Yuriy Kulinych, director of the Central Archival Museum of Literature and Art of Ukraine, recently sent a letter to the editorial offices of The Day, requesting free copies of the books Ukraine Incognita, Dvi Rusi, and Wars and Peace. The letter stated that, owing to the museum’s financial straits, they cannot afford to purchase The Day’s Library Series. We always try to answer our readers’ letters. The editors often even pay for subscriptions to this publication out of their own pocket. But in this case we wanted to do more than just offer a few gifts. After all, this letter had just added another vivid brushstroke to the overall picture of archival affairs in Ukraine, which can be described as a strategic sphere. Several weeks ago, The Day published an article by Natalka Dziubenko-Mace (No. 4, February 15) in which she quoted President Yushchenko’s remarks during his meeting with writers, filmmakers, and scholars at the capital’s House of Cinema: “The first thing Western scholars asked me to do was open the Ukrainian archives; they didn’t ask about tourist trips or scholarly developments but first and foremost the archives.” Minister of Culture and Art Oksana Bilozir also broached this subject in an interview (see no. 29, February 18). We therefore decided to pay a visit to some archivists and museum workers.

NO SECURITY MEASURES

The archival museum is located in a building designated as an 18th-century architectural site on the grounds of St. Sophia’s National Preserve in Kyiv. After a brief introduction, museum director Yuriy Kulinych suggested a tour of the premises. The building had once housed a school for boys, run by St. Sophia’s Monastery; the noted Ukrainian composer Kyrylo Stetsenko once studied there. In 1918, during the period of the national-liberation struggle, it housed the Main Archival Administration. The archival museum was founded in 1966. Eventually a branch was opened in Pliuty, a village in Obukhiv district, Kyiv oblast, on the premises of a villa owned by the Soviet playwright Oleksandr Korniychuk. In view of the fact that various neighboring villages and district centers are associated with the writer Hryhory Kosynka and poet Andriy Malyshko, it was decided to combine the heritage of several creative personalities into a single project known as “Literary-Artistic Pliuty.”

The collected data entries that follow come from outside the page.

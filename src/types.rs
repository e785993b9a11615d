//! Shared types for the HD wallet core
//!
//! Domain values that cross module boundaries are defined here
//! for consistent serialization and FFI compatibility.

use serde::{Deserialize, Serialize};
use std::fmt;

use crate::error::{WalletError, WalletResult};

// =============================================================================
// Coin Types
// =============================================================================

/// Registered SLIP-44 coin types supported by the address encoder.
///
/// The integer selectors observed at the binding boundary (coin type and
/// network flag) both index this registry: `0` is Bitcoin mainnet and `1` is
/// the shared testnet coin type.
#[derive(Debug, Clone, Copy, PartialEq, Eq, Hash, Serialize, Deserialize)]
#[serde(rename_all = "kebab-case")]
pub enum CoinType {
    Bitcoin,
    BitcoinTestnet,
    Litecoin,
    Dogecoin,
    Ethereum,
}

impl CoinType {
    pub const ALL: [CoinType; 5] = [
        CoinType::Bitcoin,
        CoinType::BitcoinTestnet,
        CoinType::Litecoin,
        CoinType::Dogecoin,
        CoinType::Ethereum,
    ];

    /// SLIP-44 index used at depth 1 of the BIP44 path
    pub const fn index(self) -> u32 {
        match self {
            CoinType::Bitcoin => 0,
            CoinType::BitcoinTestnet => 1,
            CoinType::Litecoin => 2,
            CoinType::Dogecoin => 3,
            CoinType::Ethereum => 60,
        }
    }

    /// Network used for extended key serialization (xprv vs tprv)
    pub const fn network(self) -> Network {
        match self {
            CoinType::BitcoinTestnet => Network::Testnet,
            _ => Network::Mainnet,
        }
    }

    pub const fn is_testnet(self) -> bool {
        matches!(self, CoinType::BitcoinTestnet)
    }

    /// Whether the coin uses Bitcoin script addresses (and therefore BIP86)
    pub const fn is_bitcoin(self) -> bool {
        matches!(self, CoinType::Bitcoin | CoinType::BitcoinTestnet)
    }

    /// Base58Check version byte for pay-to-pubkey-hash addresses
    pub const fn p2pkh_version(self) -> Option<u8> {
        match self {
            CoinType::Bitcoin => Some(0x00),
            CoinType::BitcoinTestnet => Some(0x6f),
            CoinType::Litecoin => Some(0x30),
            CoinType::Dogecoin => Some(0x1e),
            CoinType::Ethereum => None,
        }
    }

    pub fn symbol(self) -> &'static str {
        match self {
            CoinType::Bitcoin => "BTC",
            CoinType::BitcoinTestnet => "tBTC",
            CoinType::Litecoin => "LTC",
            CoinType::Dogecoin => "DOGE",
            CoinType::Ethereum => "ETH",
        }
    }
}

impl TryFrom<u32> for CoinType {
    type Error = WalletError;

    fn try_from(value: u32) -> WalletResult<Self> {
        CoinType::ALL
            .into_iter()
            .find(|coin| coin.index() == value)
            .ok_or_else(|| WalletError::unsupported_coin_type(value))
    }
}

impl fmt::Display for CoinType {
    fn fmt(&self, f: &mut fmt::Formatter<'_>) -> fmt::Result {
        write!(f, "{} ({})", self.symbol(), self.index())
    }
}

// =============================================================================
// Network
// =============================================================================

/// Network kind for BIP32 extended key version bytes.
#[derive(Debug, Clone, Copy, PartialEq, Eq, Hash, Default, Serialize, Deserialize)]
#[serde(rename_all = "lowercase")]
pub enum Network {
    #[default]
    Mainnet,
    Testnet,
}

impl Network {
    pub const XPRV_MAINNET: [u8; 4] = [0x04, 0x88, 0xAD, 0xE4];
    pub const XPUB_MAINNET: [u8; 4] = [0x04, 0x88, 0xB2, 0x1E];
    pub const XPRV_TESTNET: [u8; 4] = [0x04, 0x35, 0x83, 0x94];
    pub const XPUB_TESTNET: [u8; 4] = [0x04, 0x35, 0x87, 0xCF];

    pub const fn private_version(self) -> [u8; 4] {
        match self {
            Network::Mainnet => Self::XPRV_MAINNET,
            Network::Testnet => Self::XPRV_TESTNET,
        }
    }

    pub const fn public_version(self) -> [u8; 4] {
        match self {
            Network::Mainnet => Self::XPUB_MAINNET,
            Network::Testnet => Self::XPUB_TESTNET,
        }
    }

    /// Bitcoin network used for script address encoding
    pub const fn to_bitcoin_network(self) -> bitcoin::Network {
        match self {
            Network::Mainnet => bitcoin::Network::Bitcoin,
            Network::Testnet => bitcoin::Network::Testnet,
        }
    }

    /// Bitcoin coin type matching this network
    pub const fn bitcoin_coin(self) -> CoinType {
        match self {
            Network::Mainnet => CoinType::Bitcoin,
            Network::Testnet => CoinType::BitcoinTestnet,
        }
    }

    pub fn name(self) -> &'static str {
        match self {
            Network::Mainnet => "mainnet",
            Network::Testnet => "testnet",
        }
    }
}

impl fmt::Display for Network {
    fn fmt(&self, f: &mut fmt::Formatter<'_>) -> fmt::Result {
        f.write_str(self.name())
    }
}

// =============================================================================
// Reports
// =============================================================================

/// Summary of a wallet emitted by the CLI with `--json`
#[derive(Debug, Clone, PartialEq, Eq, Serialize, Deserialize)]
pub struct WalletReport {
    pub coin_type: u32,
    pub network: Network,
    pub mnemonic: Option<String>,
    pub seed_hex: Option<String>,
    pub master_xprv: String,
    pub path: String,
    pub public_key_hex: String,
    pub address: String,
}

#[cfg(test)]
mod tests {
    use super::*;
    use crate::error::ErrorCode;

    #[test]
    fn test_coin_type_registry() {
        assert_eq!(CoinType::try_from(0).unwrap(), CoinType::Bitcoin);
        assert_eq!(CoinType::try_from(1).unwrap(), CoinType::BitcoinTestnet);
        assert_eq!(CoinType::try_from(60).unwrap(), CoinType::Ethereum);

        let err = CoinType::try_from(7).unwrap_err();
        assert_eq!(err.code, ErrorCode::UnsupportedCoinType);
    }

    #[test]
    fn test_coin_type_network() {
        assert_eq!(CoinType::Bitcoin.network(), Network::Mainnet);
        assert_eq!(CoinType::BitcoinTestnet.network(), Network::Testnet);
        assert_eq!(CoinType::Dogecoin.network(), Network::Mainnet);
        assert!(CoinType::BitcoinTestnet.is_bitcoin());
        assert!(!CoinType::Litecoin.is_bitcoin());
    }

    #[test]
    fn test_serde_names() {
        let json = serde_json::to_string(&CoinType::BitcoinTestnet).unwrap();
        assert_eq!(json, "\"bitcoin-testnet\"");
        let json = serde_json::to_string(&Network::Testnet).unwrap();
        assert_eq!(json, "\"testnet\"");
    }
}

At present, part of the museum is undergoing renovations that began last year. Individual rooms were renovated earlier. Occasionally these rooms are used to hold soirees and contemporary art exhibits. “The management should charge rental fees for these events, in principle,” says Yuriy Kulinych, “but I believe that it would be a sin to make money off Ukrainian artists. They’re in the same position as us. Those who can, pay; others simply can’t afford the expense.”

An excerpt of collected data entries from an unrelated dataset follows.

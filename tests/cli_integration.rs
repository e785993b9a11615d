use std::io::Write;
use std::process::{Command, Output, Stdio};
use std::str::FromStr;

use bitcoin::bip32::{DerivationPath, Xpriv};
use bitcoin::secp256k1::Secp256k1;
use bitcoin::{Address, NetworkKind, PublicKey};
use hdwallet::{Network, WalletReport};

const GOLDEN_SEED: &str = "92ff6cd1fc51db4fd09d4204750c3e72a117488ce893d08811833ecca502e333d149ead97d80f7cb5f347ba9cf5cecb4745cd7dcd4c6dd8d528997086f445a3c";
const ABANDON_ABOUT: &str = "abandon abandon abandon abandon abandon abandon abandon abandon abandon abandon abandon about";

fn hdwallet(args: &[&str]) -> Output {
    let binary_path = assert_cmd::cargo::cargo_bin!("hdwallet");
    Command::new(binary_path)
        .args(args)
        .env_remove("HDWALLET_WORD_COUNT")
        .env_remove("HDWALLET_PASSPHRASE")
        .env_remove("HDWALLET_ACCOUNT")
        .env_remove("HDWALLET_DEBUG")
        .output()
        .expect("cli run succeeds")
}

fn report_from(args: &[&str]) -> WalletReport {
    let output = hdwallet(args);
    assert!(
        output.status.success(),
        "cli exited unsuccessfully: {:?}",
        output
    );
    let stdout = String::from_utf8(output.stdout).expect("stdout is utf8");
    serde_json::from_str(&stdout).expect("json matches WalletReport schema")
}

#[test]
fn address_from_seed_matches_bitcoin_crate() {
    let report = report_from(&["address", "--coin", "0", "--seed-hex", GOLDEN_SEED, "--json"]);

    assert_eq!(report.coin_type, 0);
    assert_eq!(report.network, Network::Mainnet);
    assert_eq!(report.path, "m/44'/0'/0'/0/0");
    assert_eq!(report.address, "1Krez4p1piwA1a5VLdbPNmSFubbRg3kV6W");
    assert!(report.mnemonic.is_none());

    let secp = Secp256k1::new();
    let seed = hex::decode(GOLDEN_SEED).expect("seed hex");
    let root = Xpriv::new_master(NetworkKind::Main, &seed).expect("master key");
    assert_eq!(root.to_string(), report.master_xprv, "root key matches");

    let leaf = root
        .derive_priv(&secp, &DerivationPath::from_str(&report.path).expect("path"))
        .expect("derives");
    let public = PublicKey::new(leaf.private_key.public_key(&secp));
    assert_eq!(public.to_string(), report.public_key_hex, "public key matches");
    assert_eq!(
        Address::p2pkh(public, NetworkKind::Main).to_string(),
        report.address,
        "address matches"
    );
}

#[test]
fn address_honors_account_change_and_index() {
    let report = report_from(&[
        "address", "--seed-hex", GOLDEN_SEED, "--change", "1", "--json",
    ]);
    assert_eq!(report.path, "m/44'/0'/0'/1/0");
    assert_eq!(report.address, "1LVmZYk7QfVD7qtZo1Pq9g46xCiWf6k9Vg");

    let report = report_from(&["address", "--seed-hex", GOLDEN_SEED, "--index", "1", "--json"]);
    assert_eq!(report.address, "1DdM6zU7K75zM4WE1FDNdEDa2Tgr7Bqbm4");
}

#[test]
fn address_covers_every_registered_coin() {
    let expected = [
        ("1", "mzZfFbnQ7VFtXotgM9Rp2vtMMJxdu9pgbr"),
        ("2", "LazJRasPVjfeW7WFaPnU65ESMDCTrVGLGs"),
        ("3", "DBXUijNG1S1ST6kZDG6HVcSCgxJqjFwTfg"),
        ("60", "0x7fE5C700536ecC0f883BeAC60212960A94080D25"),
    ];
    for (coin, address) in expected {
        let report = report_from(&["address", "--coin", coin, "--seed-hex", GOLDEN_SEED, "--json"]);
        assert_eq!(report.address, address, "coin {}", coin);
    }
}

#[test]
fn generated_wallet_restores_from_its_mnemonic() {
    let generated = report_from(&["generate", "--coin", "1", "--words", "24", "--json"]);
    assert_eq!(generated.network, Network::Testnet);
    assert!(generated.master_xprv.starts_with("tprv"));
    assert!(
        generated.address.starts_with('m') || generated.address.starts_with('n'),
        "testnet address: {}",
        generated.address
    );

    let phrase = generated.mnemonic.clone().expect("generate reports the mnemonic");
    assert_eq!(phrase.split_whitespace().count(), 24);

    let restored = report_from(&["address", "--coin", "1", "--mnemonic", &phrase, "--json"]);
    assert_eq!(restored.address, generated.address);
    assert_eq!(restored.master_xprv, generated.master_xprv);
}

#[test]
fn passphrase_changes_the_wallet() {
    let plain = report_from(&["address", "--mnemonic", ABANDON_ABOUT, "--json"]);
    assert_eq!(plain.address, "1LqBGSKuX5yYUonjxT5qGfpUsXKYYWeabA");

    let salted = report_from(&[
        "address", "--mnemonic", ABANDON_ABOUT, "--passphrase", "TREZOR", "--json",
    ]);
    assert_ne!(salted.address, plain.address);
}

#[test]
fn address_rejects_multiple_sources() {
    let output = hdwallet(&["address", "--seed-hex", GOLDEN_SEED, "--mnemonic", ABANDON_ABOUT]);
    assert!(!output.status.success());
}

#[test]
fn address_rejects_unknown_coin() {
    let output = hdwallet(&["address", "--coin", "501", "--seed-hex", GOLDEN_SEED]);
    assert!(!output.status.success());
}

#[test]
fn seed_prints_bip39_seed() {
    let output = hdwallet(&["seed", "--mnemonic", ABANDON_ABOUT]);
    assert!(output.status.success(), "{:?}", output);
    let stdout = String::from_utf8(output.stdout).expect("stdout is utf8");
    assert_eq!(
        stdout.trim(),
        "5eb00bbddcf069084889a8ab9155568165f5c453ccb85e70811aaed6f6da5fc19a5ac40b389cd370d086206dec8aa6c43daea6690f20ad3d8d48b2d2ce9e38e4"
    );
}

#[test]
fn validate_accepts_good_and_rejects_bad_checksum() {
    let output = hdwallet(&["validate", "--mnemonic", ABANDON_ABOUT]);
    assert!(output.status.success(), "{:?}", output);
    let stdout = String::from_utf8(output.stdout).expect("stdout is utf8");
    assert!(stdout.contains("valid"));

    let bad = vec!["abandon"; 12].join(" ");
    let output = hdwallet(&["validate", "--mnemonic", &bad]);
    assert!(!output.status.success());
}

#[test]
fn validator_accepts_cli_report() {
    let output = hdwallet(&["generate", "--json"]);
    assert!(output.status.success(), "{:?}", output);

    let validator_path = assert_cmd::cargo::cargo_bin!("wallet_validator");
    let mut child = Command::new(validator_path)
        .stdin(Stdio::piped())
        .stdout(Stdio::piped())
        .spawn()
        .expect("validator starts");
    child
        .stdin
        .take()
        .expect("stdin is piped")
        .write_all(&output.stdout)
        .expect("report written");

    let result = child.wait_with_output().expect("validator finishes");
    assert!(result.status.success(), "{:?}", result);
}

#[test]
fn validator_rejects_tampered_report() {
    let mut report = report_from(&["address", "--seed-hex", GOLDEN_SEED, "--json"]);
    report.address = "1DdM6zU7K75zM4WE1FDNdEDa2Tgr7Bqbm4".to_string();

    let validator_path = assert_cmd::cargo::cargo_bin!("wallet_validator");
    let mut child = Command::new(validator_path)
        .stdin(Stdio::piped())
        .stdout(Stdio::piped())
        .spawn()
        .expect("validator starts");
    child
        .stdin
        .take()
        .expect("stdin is piped")
        .write_all(serde_json::to_string(&report).expect("json").as_bytes())
        .expect("report written");

    let result = child.wait_with_output().expect("validator finishes");
    assert!(!result.status.success());
}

It further transpired that repairs at the museum are financed by the national “Program for the Development of Museum Business for 2005.” It was implemented by the former government’s Ministry of Culture and Art, although the archival museum had never belonged to it but was subordinated to the State Archives Committee of Ukraine, which is directly accountable to the Cabinet of Ministers. Under the new government, the question of which ministry the SAC will belong to is still being decided. Yuriy Kulinych says that two years ago the government failed to allocate UAH 100,000 and last year, over UAH 175,000, for repairs and restoration. This year’s budget envisages adequate appropriations, although it will probably take two or three months to receive the money. The reason is simple: the archives, libraries, and museums are financed by the central budget according to the surplus principle. Among other pressing problems Yuriy Kulinych mentioned security measures for the more than 1,365 archival items: “Our state-financed budget does not envisage any appropriations for upgrading burglar and fire alarms. What we received under the national program was spent on re- equipping our shamefully obsolete fire alarm systems. Our premises are protected by professional office security details, but we can’t pay them a dime. Security guards posted on other premises also watch over ours. In addition, their headquarters are on the premises of the archival museum premises. This explains everything.” Recently, paintings by early 20th-century Ukrainian artists were stolen from the archival museum branch. The reason was predictable: a faulty burglar alarm system that couldn’t be fixed because of lack of funds. Immediately after the burglary the State Archives Committee of Ukraine asked the Cabinet of Ministers to allocate funds for security measures at those two buildings. The government issued an appropriate resolution, and the museums are now waiting for it to be implemented. It looks as though the saying that it takes a tragedy to force action still holds true.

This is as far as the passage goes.